AJC: Improvisation’s a big part of what you do. Is that related to the fact that you’re not this trained musician?

Tank: Probably could be—just growing up, being introduced to music, in a way, while I’m at the spoken word club. Where everything was truly like, “Get on the mic, express yourself, do what you want.” So it just came naturally, just to flow on it. And that’s one of the amazing parts of the Bangasthat, if I go somewhere, they can go there with me.

And this is perhaps what makes their performances so engaging. Tank and the Bangas are creating together, in real time, every time.

Tank: I feel like I am living a life that I portray. I’m with my friends. My best friends work around me. Like, everybody chill. Everybody humble. And even if you get up there and you tired, you gonna get into that happy. It’s gonna come. It’s gonna come on you. It’s contagious.

At 47, singer-songwriter and agitator Ani DiFranco has discovered, within herself, an easy place to be.

Ani DiFranco: I know what and why I’m doing what I’m doing, and I feel at peace in it, you know? I’m over wanting to be somewhere, something else.

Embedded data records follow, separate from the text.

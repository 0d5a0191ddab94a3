// Copyright 2025 the Flowbox Authors
// SPDX-License-Identifier: Apache-2.0 OR MIT

use smallvec::SmallVec;

/// Number of embedding levels; levels run from `0` to `MAX_LEVELS - 1`.
pub const MAX_LEVELS: u8 = 16;

/// Flag set on an embedding value when the level is an override.
pub(crate) const OVERRIDE_FLAG: u8 = 0x10;

const LRE: char = '\u{202A}';
const RLE: char = '\u{202B}';
const PDF: char = '\u{202C}';
const LRO: char = '\u{202D}';
const RLO: char = '\u{202E}';

/// Stack machine over explicit embedding controls.
///
/// Each call to [`EmbeddingStack::advance`] consumes one character and yields its
/// embedding value: the level in the low four bits plus [`OVERRIDE_FLAG`] inside an
/// override. A push control receives the level that was current before it, and a pop
/// receives the level it restores. Pushes that would exceed the deepest level are
/// counted and cancelled by the matching pops without touching the stack.
#[derive(Clone, Debug)]
pub struct EmbeddingStack {
    level: u8,
    saved: SmallVec<[u8; MAX_LEVELS as usize]>,
    overflow: usize,
}

impl EmbeddingStack {
    /// Creates a stack at the paragraph base level.
    pub fn new(ltr: bool) -> Self {
        Self {
            level: if ltr { 0 } else { 1 },
            saved: SmallVec::new(),
            overflow: 0,
        }
    }

    /// Number of open embeddings or overrides.
    pub fn depth(&self) -> usize {
        self.saved.len()
    }

    /// The current embedding level, without the override flag.
    pub fn level(&self) -> u8 {
        self.level & 0x0f
    }

    /// Returns `true` inside an override.
    pub fn is_override(&self) -> bool {
        self.level & OVERRIDE_FLAG != 0
    }

    /// Consumes one character and returns its embedding value.
    pub fn advance(&mut self, ch: char) -> u8 {
        match ch {
            LRE | LRO => {
                let next = (self.level & 0x0e) + 2;
                if let Some(before) = self.open(next, ch == LRO) {
                    return before;
                }
            }
            RLE | RLO => {
                let next = ((self.level & 0x0f) + 1) | 0x01;
                if let Some(before) = self.open(next, ch == RLO) {
                    return before;
                }
            }
            PDF => {
                if self.overflow > 0 {
                    self.overflow -= 1;
                } else if let Some(level) = self.saved.pop() {
                    self.level = level;
                }
            }
            _ => {}
        }
        self.level
    }

    fn open(&mut self, next: u8, is_override: bool) -> Option<u8> {
        if self.overflow > 0 || next >= MAX_LEVELS {
            self.overflow += 1;
            return None;
        }
        let before = self.level;
        self.saved.push(before);
        self.level = if is_override {
            next + OVERRIDE_FLAG
        } else {
            next
        };
        Some(before)
    }
}

/// Computes embedding values for a paragraph by processing its explicit controls.
pub fn embedding_levels(text: &[char], ltr: bool) -> Vec<u8> {
    let mut stack = EmbeddingStack::new(ltr);
    text.iter().map(|&ch| stack.advance(ch)).collect()
}
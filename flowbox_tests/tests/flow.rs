// Copyright 2025 the Flowbox Authors
// SPDX-License-Identifier: Apache-2.0 OR MIT

//! Flow layout tests.

use flowbox::{FlowFormat, LayoutError, ViewId, ViewTree};
use layout_primitives::Axis;

use crate::test_name;
use crate::util::run_views;

fn row_ranges(tree: &ViewTree, flow: ViewId) -> Vec<(usize, usize)> {
    tree.rows(flow)
        .iter()
        .map(|&row| (tree.start_offset(row), tree.end_offset(row)))
        .collect()
}

#[test]
fn flow_unbroken_text_fills_rows() {
    let text = format!("{}\n", "a".repeat(100));
    let (chars, views) = run_views(&text, &[45, 77]);
    let mut tree = ViewTree::new();
    let flow = tree.insert_flow(0..chars.len(), FlowFormat::default());
    tree.set_pool(flow, views).unwrap();
    tree.set_size(flow, 300.0, 1000.0).unwrap();

    let rows = row_ranges(&tree, flow);
    assert_eq!(rows, [(0, 30), (30, 60), (60, 90), (90, 101)]);
    assert_eq!(rows.first().map(|r| r.0), Some(0));
    assert_eq!(rows.last().map(|r| r.1), Some(chars.len()));
    for pair in rows.windows(2) {
        assert_eq!(pair[0].1, pair[1].0, "{}: rows must be contiguous", test_name!());
    }
    assert_eq!(tree.preferred_span(flow, Axis::Y), 40.0);
}

#[test]
fn flow_pool_views_belong_to_the_flow_or_a_row() {
    let text = format!("{}\n", "a".repeat(100));
    let (chars, views) = run_views(&text, &[45, 77]);
    let mut tree = ViewTree::new();
    let flow = tree.insert_flow(0..chars.len(), FlowFormat::default());
    tree.set_pool(flow, views).unwrap();
    let pool = tree.pool(flow).to_vec();

    for width in [300.0, 1000.0, 120.0] {
        tree.set_size(flow, width, 1000.0).unwrap();
        let rows = tree.rows(flow).to_vec();
        for &id in &pool {
            let parent = tree.parent(id).unwrap();
            assert!(
                parent == flow || rows.contains(&parent),
                "{}: width {width}",
                test_name!()
            );
        }
    }
    assert_eq!(row_ranges(&tree, flow).len(), 9);
}

#[test]
fn flow_rows_widen_with_the_flow() {
    let (chars, views) = run_views("one two three four\n", &[4, 8]);
    let mut tree = ViewTree::new();
    let flow = tree.insert_flow(0..chars.len(), FlowFormat::default());
    tree.set_pool(flow, views).unwrap();
    tree.set_size(flow, 85.0, 100.0).unwrap();
    assert_eq!(row_ranges(&tree, flow), [(0, 8), (8, 14), (14, 19)]);

    tree.set_size(flow, 1000.0, 100.0).unwrap();
    assert_eq!(row_ranges(&tree, flow), [(0, 19)]);
    assert_eq!(tree.preferred_span(flow, Axis::Y), 10.0);
}

#[test]
fn flow_without_views_fails() {
    let mut tree = ViewTree::new();
    let flow = tree.insert_flow(0..3, FlowFormat::default());
    let err = tree.set_size(flow, 100.0, 100.0).unwrap_err();
    assert!(matches!(err, LayoutError::Invariant { .. }));
    assert!(!err.is_recoverable());
    assert_eq!(
        err.to_string(),
        "layout invariant violated: infinite loop in formatting"
    );
}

Such inner peace was hardly preordained for this Buffalo-born melodist and poet. DiFranco began busking in bars at the age of 9, won legal emancipation from her parents at 15, and launched her own label (now known as Righteous Babe Records) four years later. In hundreds of songs written over more than 30 years, she’s questioned hierarchies and called for justice. She’s never put business first.

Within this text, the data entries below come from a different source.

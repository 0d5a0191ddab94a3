// Copyright 2025 the Flowbox Authors
// SPDX-License-Identifier: Apache-2.0 OR MIT

use icu_properties::CodePointMapData;
use icu_properties::props::{BidiClass, GeneralCategory};

/// Bidi direction code of a single character.
///
/// After resolution only [`Direction::L`], [`Direction::R`], [`Direction::AR`] and the
/// number codes remain.
#[allow(
    clippy::upper_case_acronyms,
    reason = "Direction codes keep their UAX #9 abbreviations."
)]
#[derive(Clone, Copy, PartialEq, Eq, Hash, Debug)]
#[repr(u8)]
pub enum Direction {
    /// Strong left-to-right.
    L = 0,
    /// Strong right-to-left.
    R,
    /// European number.
    EN,
    /// European number separator.
    ES,
    /// European number terminator.
    ET,
    /// Arabic number.
    AN,
    /// Common number separator.
    CS,
    /// Paragraph separator.
    B,
    /// Segment separator.
    S,
    /// Whitespace.
    WS,
    /// Other neutral.
    ON,
    /// Strong right-to-left Arabic letter.
    AR,
    /// Combining mark, takes the direction of the preceding character.
    CM,
    /// Explicit embedding or override control.
    F,
}

impl Direction {
    /// Classifies a single character, without context.
    pub fn of(ch: char) -> Self {
        match CodePointMapData::<BidiClass>::new().get(ch) {
            BidiClass::LeftToRight => Self::L,
            BidiClass::RightToLeft => Self::R,
            BidiClass::ArabicLetter => Self::AR,
            BidiClass::EuropeanNumber => Self::EN,
            BidiClass::EuropeanSeparator => Self::ES,
            BidiClass::EuropeanTerminator => Self::ET,
            BidiClass::ArabicNumber => Self::AN,
            BidiClass::CommonSeparator => Self::CS,
            BidiClass::ParagraphSeparator => Self::B,
            BidiClass::SegmentSeparator => Self::S,
            BidiClass::WhiteSpace => Self::WS,
            BidiClass::NonspacingMark => Self::CM,
            BidiClass::LeftToRightEmbedding
            | BidiClass::RightToLeftEmbedding
            | BidiClass::LeftToRightOverride
            | BidiClass::RightToLeftOverride
            | BidiClass::PopDirectionalFormat => Self::F,
            // Isolates and boundary neutrals are not modeled.
            _ => Self::ON,
        }
    }

    /// Returns `true` for the strong codes `L`, `R` and `AR`.
    pub const fn is_strong(self) -> bool {
        matches!(self, Self::L | Self::R | Self::AR)
    }

    /// Returns `true` for codes resolved by the neutral pass.
    pub const fn is_neutral(self) -> bool {
        matches!(self, Self::B | Self::S | Self::WS | Self::ON | Self::F)
    }

    const fn sets_mark_context(self) -> bool {
        matches!(self, Self::L | Self::R | Self::AR | Self::B)
    }
}

fn is_combining_mark(ch: char) -> bool {
    matches!(
        CodePointMapData::<GeneralCategory>::new().get(ch),
        GeneralCategory::NonspacingMark
            | GeneralCategory::EnclosingMark
            | GeneralCategory::SpacingMark
    )
}

/// Classifies every character of a paragraph.
///
/// Combining marks take the code of the nearest preceding strong character or
/// paragraph separator; a mark with no such predecessor is `ON`.
pub fn direction_codes(text: &[char]) -> Vec<Direction> {
    let mut context = Direction::ON;
    text.iter()
        .map(|&ch| {
            let dir = Direction::of(ch);
            if dir.sets_mark_context() {
                context = dir;
                dir
            } else if dir == Direction::CM || (dir == Direction::ON && is_combining_mark(ch)) {
                context
            } else {
                dir
            }
        })
        .collect()
}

DiFranco: It’s so ironic to me that the label “entrepreneur” has followed my name for decades and decades. Because it’s exactly the opposite, is my point. I don’t wanna be an entrepreneur. I wanna be an artist.

From the start, DiFranco was flagrant in her disregard for music industry norms— honoring self-expression over self-promotion, checking in with her conscience and not her accountants. She was, she sang, “Not A Pretty Girl,” and she would not be tamed.

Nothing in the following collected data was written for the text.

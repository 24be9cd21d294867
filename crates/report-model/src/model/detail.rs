use crate::model::field::ReportField;
use crate::model::message::{Event, Message};

/// One row of a report-detail view, tagged with the kind of content it
/// carries.
#[derive(Debug, Clone, PartialEq, Eq)]
pub struct DetailRow {
    pub field: ReportField,
    pub label: String,
}

/// Flattens a message into detail rows, in [`ReportField`] code order.
///
/// The severity and detection-status labels are attached per report by
/// the surrounding product; rows for them only appear when a label is
/// given. Groups with no items (steps, macro expansions, notes)
/// produce no rows at all.
pub fn detail_rows(
    message: &Message,
    severity: Option<&str>,
    detection_status: Option<&str>,
) -> Vec<DetailRow> {
    let mut rows = Vec::new();
    if let Some(severity) = severity {
        rows.push(DetailRow {
            field: ReportField::SeverityLevel,
            label: severity.to_string(),
        });
    }
    if let Some(detection_status) = detection_status {
        rows.push(DetailRow {
            field: ReportField::DetectionStatus,
            label: detection_status.to_string(),
        });
    }
    rows.push(DetailRow {
        field: ReportField::Report,
        label: message.to_string(),
    });
    push_group(
        &mut rows,
        ReportField::ReportSteps,
        ReportField::Bug,
        &message.events,
    );
    push_group(
        &mut rows,
        ReportField::MacroExpansion,
        ReportField::MacroExpansionItem,
        &message.macro_expansions,
    );
    push_group(
        &mut rows,
        ReportField::Note,
        ReportField::NoteItem,
        &message.notes,
    );
    rows
}

fn push_group(rows: &mut Vec<DetailRow>, header: ReportField, item: ReportField, items: &[Event]) {
    if items.is_empty() {
        return;
    }
    rows.push(DetailRow {
        field: header,
        label: format!("{} ({})", header, items.len()),
    });
    for event in items {
        rows.push(DetailRow {
            field: item,
            label: event.to_string(),
        });
    }
}

#[cfg(test)]
mod tests {
    use super::*;
    use std::path::PathBuf;

    fn event(line: u32, message: &str) -> Event {
        Event {
            path: PathBuf::from("src/shop.c"),
            line,
            column: 0,
            message: message.to_string(),
        }
    }

    fn message() -> Message {
        Message {
            path: PathBuf::from("src/shop.c"),
            line: 42,
            column: 0,
            message: "division by zero".to_string(),
            checker: "core.DivideZero".to_string(),
            report_hash: Some("deadbeef".to_string()),
            events: vec![event(10, "assuming divisor is 0"), event(42, "dividing here")],
            notes: vec![event(5, "divisor comes from user input")],
            macro_expansions: vec![],
            fixits: vec![],
        }
    }

    #[test]
    fn test_rows_follow_field_order() {
        let rows = detail_rows(&message(), Some("high"), Some("new"));
        let fields: Vec<ReportField> = rows.iter().map(|r| r.field).collect();
        assert_eq!(
            fields,
            vec![
                ReportField::SeverityLevel,
                ReportField::DetectionStatus,
                ReportField::Report,
                ReportField::ReportSteps,
                ReportField::Bug,
                ReportField::Bug,
                ReportField::Note,
                ReportField::NoteItem,
            ]
        );
        assert_eq!(rows[0].label, "high");
        assert_eq!(rows[1].label, "new");
        assert_eq!(rows[3].label, "report_steps (2)");
        assert_eq!(rows[4].label, "src/shop.c:10:0: assuming divisor is 0");
    }

    #[test]
    fn test_empty_groups_produce_no_rows() {
        let mut bare = message();
        bare.events.clear();
        bare.notes.clear();
        let rows = detail_rows(&bare, None, None);
        assert_eq!(rows.len(), 1);
        assert_eq!(rows[0].field, ReportField::Report);
        assert_eq!(
            rows[0].label,
            "src/shop.c:42:0: division by zero [core.DivideZero]"
        );
    }
}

DiFranco: It was this funny, like, “Oh, we’re supposed to go on tour when a record…” Didn’t work out that way. You know, or I’d get invited to play a TV show, for instance, David Letterman or something, and decide to play a very political song ‘cause I got three minutes on TV. I wanna say something. And they would say, “Mm, yes, we’d like a song, maybe, that’s more upbeat.” In other words, “We don’t want that song on our show.”

AJC: And how would that be delivered, and how would you respond to it? A tap on the dressing room door?

DiFranco: If I was ever switching into businessperson mode, like, “I’m running a record company here. We gotta get our artists on this national TV show,” I would say, “Well, pick another song. There’s lots of good songs.” But instead, I said, “No, that’s the song I wanna play.” And I didn’t go on the show.

AJC: Really?

DiFranco: You know, ‘cause that’s just… That’s how we did it. I was pretty uncompromising.

Ani DiFranco has also been rather uncompromising in her relationship with those who have carried her songs forward—the fans, who have found in her some version of themselves. Their devotion is a gift and a responsibility.

DiFranco: It doesn’t get easier. It gets harder, in a way, to… “Can I continue to give that to people? Can I not disappoint that person, and that person, and that person, who holds me so dear?” You know, the people with the “Babe” tattooed, or my face, or… You know. “Can I somehow live up to what you need from me? Will I falter? Will I fail you? Will I…” It’s pressure, you know? The pressure builds.

And so, says DiFranco, does the sense of community—the possibilities for social justice and change, that are so alive within her songs.

DiFranco: I’ve never felt less alone in my outrage. From my perspective, I’ve felt often like a voice in the wilderness—not that I ever was, not that I’m any more knowing than the rest of the human race. But there’s so much more openness around me right now, receptiveness from not just the tribe to, “Let’s talk about patriarchy. Let’s talk about…” I have never seen so many people saying, “Enough is enough.” I find that extremely exciting, extremely hopeful.

Hopeful and at peace, Ani DiFranco is today, no less a righteous babe—still singing against tyranny and boundaries, still writing the unexpected hook, still agitating for the art.